# [Work order]
Determine how many lines of the listing below hold the string "AppState". Reply only with the number.

# [Input material]
************

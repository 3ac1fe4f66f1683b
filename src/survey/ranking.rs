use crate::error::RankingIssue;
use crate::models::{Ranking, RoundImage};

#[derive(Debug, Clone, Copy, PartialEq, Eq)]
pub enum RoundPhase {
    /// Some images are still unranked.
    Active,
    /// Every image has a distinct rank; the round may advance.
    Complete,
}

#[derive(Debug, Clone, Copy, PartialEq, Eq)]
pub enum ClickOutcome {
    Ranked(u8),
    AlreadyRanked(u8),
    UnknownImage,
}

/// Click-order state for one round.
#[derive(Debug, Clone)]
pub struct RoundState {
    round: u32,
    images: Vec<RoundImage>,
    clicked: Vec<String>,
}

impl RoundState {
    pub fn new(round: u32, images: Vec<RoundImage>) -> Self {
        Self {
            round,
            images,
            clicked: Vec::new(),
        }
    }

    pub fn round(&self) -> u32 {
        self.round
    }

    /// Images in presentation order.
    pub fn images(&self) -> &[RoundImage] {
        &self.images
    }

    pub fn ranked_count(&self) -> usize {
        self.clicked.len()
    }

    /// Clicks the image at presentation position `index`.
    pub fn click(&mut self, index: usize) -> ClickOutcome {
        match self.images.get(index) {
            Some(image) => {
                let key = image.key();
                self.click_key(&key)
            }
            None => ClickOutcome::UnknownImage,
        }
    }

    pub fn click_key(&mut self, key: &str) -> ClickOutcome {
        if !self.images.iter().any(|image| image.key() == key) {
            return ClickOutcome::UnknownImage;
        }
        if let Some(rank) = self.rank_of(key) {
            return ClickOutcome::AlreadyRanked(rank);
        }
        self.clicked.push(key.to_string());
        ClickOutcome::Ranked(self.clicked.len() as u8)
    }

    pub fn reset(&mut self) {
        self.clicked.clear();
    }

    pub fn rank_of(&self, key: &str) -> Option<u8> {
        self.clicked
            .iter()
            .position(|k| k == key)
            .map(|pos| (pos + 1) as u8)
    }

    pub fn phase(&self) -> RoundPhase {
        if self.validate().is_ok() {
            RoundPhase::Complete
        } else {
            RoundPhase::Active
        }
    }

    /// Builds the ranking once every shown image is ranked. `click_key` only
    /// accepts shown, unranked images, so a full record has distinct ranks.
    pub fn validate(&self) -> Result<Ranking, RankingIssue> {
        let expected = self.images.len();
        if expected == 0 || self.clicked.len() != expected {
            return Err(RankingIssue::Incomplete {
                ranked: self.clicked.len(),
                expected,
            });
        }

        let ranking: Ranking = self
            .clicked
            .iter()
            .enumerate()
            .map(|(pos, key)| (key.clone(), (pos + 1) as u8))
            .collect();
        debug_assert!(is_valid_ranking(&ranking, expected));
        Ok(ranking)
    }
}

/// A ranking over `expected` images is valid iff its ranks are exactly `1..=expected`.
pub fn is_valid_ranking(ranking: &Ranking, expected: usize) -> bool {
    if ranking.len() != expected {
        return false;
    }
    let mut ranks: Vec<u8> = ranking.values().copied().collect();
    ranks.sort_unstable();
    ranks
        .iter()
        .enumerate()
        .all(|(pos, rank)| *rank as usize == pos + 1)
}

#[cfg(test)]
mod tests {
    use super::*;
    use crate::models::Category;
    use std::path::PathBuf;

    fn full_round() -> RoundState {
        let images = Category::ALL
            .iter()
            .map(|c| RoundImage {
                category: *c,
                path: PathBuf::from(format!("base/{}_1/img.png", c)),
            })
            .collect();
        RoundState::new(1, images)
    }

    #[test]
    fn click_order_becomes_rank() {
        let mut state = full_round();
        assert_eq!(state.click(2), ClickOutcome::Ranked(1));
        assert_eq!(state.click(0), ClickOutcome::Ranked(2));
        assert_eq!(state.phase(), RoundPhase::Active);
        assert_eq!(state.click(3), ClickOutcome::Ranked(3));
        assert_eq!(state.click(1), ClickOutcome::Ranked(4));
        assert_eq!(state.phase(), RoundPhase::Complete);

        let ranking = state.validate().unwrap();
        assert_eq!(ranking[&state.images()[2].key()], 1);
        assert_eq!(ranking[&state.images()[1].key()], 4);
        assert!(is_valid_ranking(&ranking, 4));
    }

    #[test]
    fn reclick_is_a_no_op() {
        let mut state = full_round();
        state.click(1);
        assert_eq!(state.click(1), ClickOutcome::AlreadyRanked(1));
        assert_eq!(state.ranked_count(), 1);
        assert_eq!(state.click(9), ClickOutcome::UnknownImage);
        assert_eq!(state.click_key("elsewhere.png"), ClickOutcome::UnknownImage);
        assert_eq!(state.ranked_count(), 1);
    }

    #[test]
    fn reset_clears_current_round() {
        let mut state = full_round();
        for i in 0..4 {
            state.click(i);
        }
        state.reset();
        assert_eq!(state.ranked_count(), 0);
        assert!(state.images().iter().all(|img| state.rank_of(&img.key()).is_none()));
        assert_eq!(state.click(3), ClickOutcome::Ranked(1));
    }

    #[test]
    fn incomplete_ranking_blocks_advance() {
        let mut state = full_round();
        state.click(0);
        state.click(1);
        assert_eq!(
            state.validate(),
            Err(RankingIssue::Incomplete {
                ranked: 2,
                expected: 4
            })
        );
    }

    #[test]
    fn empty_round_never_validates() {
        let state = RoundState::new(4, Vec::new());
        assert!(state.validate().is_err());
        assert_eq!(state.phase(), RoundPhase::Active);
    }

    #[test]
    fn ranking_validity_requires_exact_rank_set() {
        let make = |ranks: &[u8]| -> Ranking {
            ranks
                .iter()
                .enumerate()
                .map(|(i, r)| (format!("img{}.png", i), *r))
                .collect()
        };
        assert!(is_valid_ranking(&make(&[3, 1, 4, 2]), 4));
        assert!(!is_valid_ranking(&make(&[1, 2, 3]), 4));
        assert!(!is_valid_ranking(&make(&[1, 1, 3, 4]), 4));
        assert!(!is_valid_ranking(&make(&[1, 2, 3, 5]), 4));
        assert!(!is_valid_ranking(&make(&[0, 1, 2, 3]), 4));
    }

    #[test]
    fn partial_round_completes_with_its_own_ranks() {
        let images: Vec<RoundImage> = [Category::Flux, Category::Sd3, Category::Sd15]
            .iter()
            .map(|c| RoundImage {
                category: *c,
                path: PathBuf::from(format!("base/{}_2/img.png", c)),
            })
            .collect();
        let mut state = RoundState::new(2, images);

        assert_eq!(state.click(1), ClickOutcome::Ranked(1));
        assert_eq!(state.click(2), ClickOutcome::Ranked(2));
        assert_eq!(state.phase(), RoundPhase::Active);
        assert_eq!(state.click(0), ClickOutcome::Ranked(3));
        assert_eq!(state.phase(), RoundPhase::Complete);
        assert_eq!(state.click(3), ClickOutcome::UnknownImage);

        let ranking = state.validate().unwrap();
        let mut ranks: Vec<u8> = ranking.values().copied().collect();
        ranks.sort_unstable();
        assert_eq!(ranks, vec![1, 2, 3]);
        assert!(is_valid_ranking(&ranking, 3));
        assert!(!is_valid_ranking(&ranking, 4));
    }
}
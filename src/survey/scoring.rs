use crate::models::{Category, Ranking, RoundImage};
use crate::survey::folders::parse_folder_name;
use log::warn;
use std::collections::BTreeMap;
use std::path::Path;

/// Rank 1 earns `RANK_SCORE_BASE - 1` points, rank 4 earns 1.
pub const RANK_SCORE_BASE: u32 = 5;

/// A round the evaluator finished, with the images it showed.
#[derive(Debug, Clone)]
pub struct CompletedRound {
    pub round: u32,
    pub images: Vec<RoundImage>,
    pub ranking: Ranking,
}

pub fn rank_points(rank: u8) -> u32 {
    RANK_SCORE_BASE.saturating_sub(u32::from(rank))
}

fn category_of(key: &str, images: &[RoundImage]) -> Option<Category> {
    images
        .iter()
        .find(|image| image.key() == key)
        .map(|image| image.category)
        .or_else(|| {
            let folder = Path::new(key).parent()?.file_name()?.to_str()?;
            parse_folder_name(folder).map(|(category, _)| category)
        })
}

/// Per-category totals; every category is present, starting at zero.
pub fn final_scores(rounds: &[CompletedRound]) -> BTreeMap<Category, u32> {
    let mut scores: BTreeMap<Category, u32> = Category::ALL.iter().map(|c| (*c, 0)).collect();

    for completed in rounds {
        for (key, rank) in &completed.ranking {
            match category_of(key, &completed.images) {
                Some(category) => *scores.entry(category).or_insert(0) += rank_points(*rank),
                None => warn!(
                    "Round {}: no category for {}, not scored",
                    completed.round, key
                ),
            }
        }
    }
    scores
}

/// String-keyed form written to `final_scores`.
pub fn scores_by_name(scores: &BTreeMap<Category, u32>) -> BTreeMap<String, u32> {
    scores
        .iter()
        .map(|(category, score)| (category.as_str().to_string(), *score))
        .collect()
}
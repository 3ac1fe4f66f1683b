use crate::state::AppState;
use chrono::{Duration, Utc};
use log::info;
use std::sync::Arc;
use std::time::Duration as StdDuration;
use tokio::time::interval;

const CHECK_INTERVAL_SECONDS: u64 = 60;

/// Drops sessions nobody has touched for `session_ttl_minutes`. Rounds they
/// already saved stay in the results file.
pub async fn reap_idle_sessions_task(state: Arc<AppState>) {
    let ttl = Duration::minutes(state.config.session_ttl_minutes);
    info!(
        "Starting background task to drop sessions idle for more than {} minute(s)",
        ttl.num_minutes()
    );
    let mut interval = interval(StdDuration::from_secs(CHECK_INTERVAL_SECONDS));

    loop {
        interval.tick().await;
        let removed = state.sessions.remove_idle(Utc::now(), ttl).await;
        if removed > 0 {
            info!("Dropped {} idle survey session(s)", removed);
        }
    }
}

************

# [Task solution]
2